Die Verabschiedung stand noch auf der Kippe. Doch der Bundestag hat nun Änderungen des Klimaschutzgesetzes verabschiedet. Die Opposition sieht eine Aufweichung. Prominente Umweltorganisationen kritisieren die Entscheidung scharf.
Der Bundestag hat am Freitag die umstrittene Reform des Klimaschutzgesetzes beschlossen. Ein dagegen gerichteter Antrag des CDU-Abgeordneten Thomas Heilmann war am Vorabend am Bundesverfassungsgericht gescheitert. Die Reform des Gesetzes kam vor allem auf Verlangen der FDP zustande. Der CDU-Energiepolitiker Andreas Jung sprach von einer Entkernung des Klimaschutzgesetzes und einem Rückschritt für den Klimaschutz. Vertreter der Ampel verteidigten die Reform. Das Gesetz muss noch den Bundesrat passieren.
Was sich durch die Reform ändert
Die Reform des Klimaschutzgesetzes sieht grundlegende Änderungen vor. Bisher gilt: Wenn einzelne Sektoren wie der Verkehrs- oder Gebäudebereich gesetzliche Vorgaben zum Kohlendioxid-Ausstoß verfehlen, müssen die zuständigen Ministerien im nachfolgenden Jahr Sofortprogramme vorlegen.

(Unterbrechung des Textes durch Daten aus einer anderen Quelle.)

//! Wizard Controller.
//!
//! Onboarding runs in two steps:
//!
//! ```text
//! step 0: choose role ──next()──▶ step 1: OWNER  → one or more named properties
//!                                         TENANT → one existing property
//!                                 finish() ──▶ CommitService (once)
//! ```
//!
//! [`WizardState`] is a plain serializable value whose transitions are synchronous and never
//! fail; invalid input lands in `field_errors`. [`Wizard`] wraps a state together with the
//! property list and a [`CommitService`], and owns the only suspension point: `finish()`.

use serde::{Deserialize, Serialize};
use std::collections::BTreeMap;
use std::sync::{Arc, Mutex, MutexGuard, PoisonError};
use std::time::Duration;
use ts_rs::TS;
use uuid::Uuid;

use crate::commit::{CommitError, CommitService, ItemSource, fields};
use crate::models::{CommitReceipt, CommitRequest, ListableItem, OwnerItem, Role};

pub const TOTAL_STEPS: usize = 2;
pub const ROLE_STEP: usize = 0;
pub const DETAILS_STEP: usize = 1;

const DEFAULT_COMMIT_TIMEOUT: Duration = Duration::from_secs(10);

/// Result of a `finish()` attempt. Only `Committed` means the Commit Service accepted the
/// submission; the caller navigates away on `Committed` and `Conflict`.
#[derive(Debug, Clone, PartialEq)]
pub enum FinishOutcome {
    Committed(CommitReceipt),
    /// Local validation failed; nothing was sent. See `field_errors`.
    Invalid,
    NotOnFinalStep,
    /// A commit is already in flight.
    AlreadySubmitting,
    /// The wizard has already committed (or learned the account was onboarded elsewhere).
    AlreadyFinished,
    Conflict,
    NotFound,
    Transient,
}

/// WizardState
///
/// Everything the onboarding surface needs to render, as one value.
#[derive(Debug, Clone, PartialEq, Default, Serialize, Deserialize, TS)]
#[ts(export)]
pub struct WizardState {
    pub step: usize,
    pub role: Option<Role>,
    pub owner_items: Vec<OwnerItem>,
    pub tenant_selection: Option<Uuid>,
    pub field_errors: BTreeMap<String, String>,
    // Commit-level error shown at the form, not at a field.
    pub form_error: Option<String>,
    pub submitting: bool,
    pub finished: bool,
}

impl WizardState {
    pub fn new() -> Self {
        Self::default()
    }

    pub fn is_last_step(&self) -> bool {
        self.step == TOTAL_STEPS - 1
    }

    /// Choosing OWNER with no properties yet starts the list with one blank entry, matching the
    /// single name field the form opens with.
    pub fn select_role(&mut self, role: Role) {
        self.role = Some(role);
        self.field_errors.remove(fields::ROLE);
        if role == Role::Owner && self.owner_items.is_empty() {
            self.owner_items.push(OwnerItem::default());
        }
    }

    pub fn add_item(&mut self) {
        if self.role == Some(Role::Owner) {
            self.owner_items.push(OwnerItem::default());
            self.field_errors.remove(fields::OWNER_ITEMS);
        }
    }

    pub fn remove_item(&mut self, index: usize) {
        if index >= self.owner_items.len() {
            return;
        }
        self.owner_items.remove(index);
        // Indices shifted; per-item errors are recomputed on the next validation.
        self.field_errors
            .retain(|key, _| !key.starts_with("owner_items["));
    }

    pub fn set_item_name(&mut self, index: usize, value: impl Into<String>) {
        let Some(item) = self.owner_items.get_mut(index) else {
            return;
        };
        item.name = value.into();
        if !item.name.trim().is_empty() {
            self.field_errors.remove(&fields::owner_item_name(index));
        }
    }

    pub fn set_tenant_selection(&mut self, id: Uuid) {
        if self.role == Some(Role::Tenant) {
            self.tenant_selection = Some(id);
            self.field_errors.remove(fields::TENANT_SELECTION);
        }
    }

    /// Advances one step iff the current step validates. On the last step this only refreshes
    /// the errors; the step never leaves `[0, TOTAL_STEPS - 1]`.
    pub fn next(&mut self, items: &[ListableItem]) -> bool {
        let errors = step_errors(self, self.step, items);
        let valid = errors.is_empty();
        self.field_errors.extend(errors);

        if valid && self.step < TOTAL_STEPS - 1 {
            self.step += 1;
            true
        } else {
            false
        }
    }

    pub fn previous(&mut self) {
        self.step = self.step.saturating_sub(1);
    }

    /// Every check that must hold before a commit, across all steps.
    pub fn validate(&self, items: &[ListableItem]) -> BTreeMap<String, String> {
        (0..TOTAL_STEPS)
            .flat_map(|step| step_errors(self, step, items))
            .collect()
    }

    /// First half of `finish()`: guards, validation, and marking the submission in flight.
    /// On success the caller owns the returned request and must report back through
    /// `complete_finish`.
    pub fn begin_finish(&mut self, items: &[ListableItem]) -> Result<CommitRequest, FinishOutcome> {
        if self.finished {
            return Err(FinishOutcome::AlreadyFinished);
        }
        if self.submitting {
            return Err(FinishOutcome::AlreadySubmitting);
        }
        if !self.is_last_step() {
            return Err(FinishOutcome::NotOnFinalStep);
        }

        let errors = self.validate(items);
        if !errors.is_empty() {
            self.field_errors.extend(errors);
            return Err(FinishOutcome::Invalid);
        }

        let request = match (self.role, self.tenant_selection) {
            (Some(Role::Owner), _) => CommitRequest::Owner {
                owner_items: self.owner_items.clone(),
            },
            (Some(Role::Tenant), Some(tenant_selection)) => {
                CommitRequest::Tenant { tenant_selection }
            }
            // Unreachable after a clean validation; kept total.
            _ => return Err(FinishOutcome::Invalid),
        };

        self.submitting = true;
        self.form_error = None;
        Ok(request)
    }

    /// Second half of `finish()`: folds the Commit Service answer back into the state.
    pub fn complete_finish(&mut self, result: Result<CommitReceipt, CommitError>) -> FinishOutcome {
        self.submitting = false;

        match result {
            Ok(receipt) => {
                self.finished = true;
                FinishOutcome::Committed(receipt)
            }
            Err(CommitError::Conflict) => {
                self.finished = true;
                self.form_error = Some(CommitError::Conflict.to_string());
                FinishOutcome::Conflict
            }
            Err(CommitError::NotFound(_)) => {
                self.tenant_selection = None;
                self.field_errors.insert(
                    fields::TENANT_SELECTION.to_string(),
                    "That property is no longer available".to_string(),
                );
                self.form_error = Some("Please choose another property".to_string());
                FinishOutcome::NotFound
            }
            Err(CommitError::Transient(reason)) => {
                self.form_error = Some(format!("Could not complete setup, try again ({reason})"));
                FinishOutcome::Transient
            }
            Err(CommitError::Validation { field, message }) => {
                self.field_errors.insert(field, message);
                FinishOutcome::Invalid
            }
        }
    }
}

fn step_errors(state: &WizardState, step: usize, items: &[ListableItem]) -> BTreeMap<String, String> {
    let mut errors = BTreeMap::new();
    match (step, state.role) {
        (ROLE_STEP, None) => {
            errors.insert(fields::ROLE.to_string(), "Select your user type".to_string());
        }
        (DETAILS_STEP, Some(Role::Owner)) => {
            if state.owner_items.is_empty() {
                errors.insert(
                    fields::OWNER_ITEMS.to_string(),
                    "Add at least one property".to_string(),
                );
            }
            for (index, item) in state.owner_items.iter().enumerate() {
                if item.name.trim().is_empty() {
                    errors.insert(
                        fields::owner_item_name(index),
                        "Property name is required".to_string(),
                    );
                }
            }
        }
        (DETAILS_STEP, Some(Role::Tenant)) => {
            let known = state
                .tenant_selection
                .is_some_and(|id| items.iter().any(|item| item.id == id));
            if !known {
                errors.insert(
                    fields::TENANT_SELECTION.to_string(),
                    "Select a property".to_string(),
                );
            }
        }
        (DETAILS_STEP, None) => {
            errors.insert(fields::ROLE.to_string(), "Select your user type".to_string());
        }
        _ => {}
    }
    errors
}

/// Wizard
///
/// The controller the onboarding surface talks to. Operations take `&self` so event handlers
/// can share one instance; `submitting` is the only guard against overlapping `finish()` calls.
/// No lock is held across the commit await.
pub struct Wizard {
    state: Mutex<WizardState>,
    items: Mutex<Vec<ListableItem>>,
    service: Arc<dyn CommitService>,
    commit_timeout: Duration,
}

impl Wizard {
    pub fn new(service: Arc<dyn CommitService>, items: Vec<ListableItem>) -> Self {
        Self {
            state: Mutex::new(WizardState::new()),
            items: Mutex::new(items),
            service,
            commit_timeout: DEFAULT_COMMIT_TIMEOUT,
        }
    }

    pub fn with_commit_timeout(mut self, timeout: Duration) -> Self {
        self.commit_timeout = timeout;
        self
    }

    fn update<R>(&self, f: impl FnOnce(&mut WizardState) -> R) -> R {
        let mut state = self.state.lock().unwrap_or_else(PoisonError::into_inner);
        f(&mut state)
    }

    fn items_guard(&self) -> MutexGuard<'_, Vec<ListableItem>> {
        self.items.lock().unwrap_or_else(PoisonError::into_inner)
    }

    /// Snapshot of the current state, e.g. for rendering.
    pub fn state(&self) -> WizardState {
        self.update(|state| state.clone())
    }

    pub fn items(&self) -> Vec<ListableItem> {
        self.items_guard().clone()
    }

    pub fn set_items(&self, items: Vec<ListableItem>) {
        *self.items_guard() = items;
    }

    /// Reloads the TENANT choices. A failed load keeps the previous list and reports at the form.
    pub async fn refresh_items(&self, source: &dyn ItemSource) -> bool {
        match source.listable_items().await {
            Ok(items) => {
                self.set_items(items);
                true
            }
            Err(e) => {
                tracing::warn!("failed to load listable items: {}", e);
                self.update(|state| state.form_error = Some("Could not load properties".to_string()));
                false
            }
        }
    }

    pub fn select_role(&self, role: Role) {
        self.update(|state| state.select_role(role));
    }

    pub fn add_item(&self) {
        self.update(WizardState::add_item);
    }

    pub fn remove_item(&self, index: usize) {
        self.update(|state| state.remove_item(index));
    }

    pub fn set_item_name(&self, index: usize, value: impl Into<String>) {
        let value = value.into();
        self.update(|state| state.set_item_name(index, value));
    }

    pub fn set_tenant_selection(&self, id: Uuid) {
        self.update(|state| state.set_tenant_selection(id));
    }

    pub fn next(&self) -> bool {
        let items = self.items();
        self.update(|state| state.next(&items))
    }

    pub fn previous(&self) {
        self.update(WizardState::previous);
    }

    /// finish
    ///
    /// Validates, marks the wizard as submitting and calls the Commit Service exactly once.
    /// A call made while another is outstanding returns `AlreadySubmitting` without touching the
    /// service. There is no automatic retry; a Transient outcome leaves the wizard ready for the
    /// user to try again.
    pub async fn finish(&self) -> FinishOutcome {
        let items = self.items();
        let request = match self.update(|state| state.begin_finish(&items)) {
            Ok(request) => request,
            Err(outcome) => return outcome,
        };
        let role = request.role();

        let result = match tokio::time::timeout(self.commit_timeout, self.service.commit(request)).await
        {
            Ok(result) => result,
            Err(_) => Err(CommitError::Transient(
                "timed out waiting for the commit service".to_string(),
            )),
        };

        match &result {
            Ok(receipt) => tracing::info!(user_id = %receipt.user_id, ?role, "onboarding committed"),
            Err(e) => tracing::warn!(?role, "onboarding commit failed: {}", e),
        }

        self.update(|state| state.complete_finish(result))
    }
}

Im vergangenen Jahr verfehlten der Verkehrs- sowie der Gebäudebereich die Vorgaben. Verkehrsminister Volker Wissing (FDP) hatte mit drastischen Maßnahmen bis hin zu Fahrverboten am Wochenende gedroht, sollte der Bundestag die Reform des Klimaschutzgesetzes nicht bis Sommer beschließen – dann hätte Wissing ein Sofortprogramm vorlegen müssen, damit der Verkehrssektor die Klimaziele einhält. Utopia berichtete:
Mit der Reform soll die Einhaltung der Klimaziele nun nicht mehr rückwirkend nach Sektoren kontrolliert werden, sondern in die Zukunft gerichtet, mehrjährig und sektorübergreifend. Entscheidend ist, dass Klimaziele insgesamt erreicht werden. Wenn sich in zwei aufeinanderfolgenden Jahren abzeichnet, dass die Bundesregierung bei ihrem Klimaziel für das Jahr 2030 nicht auf Kurs ist, muss sie nachsteuern.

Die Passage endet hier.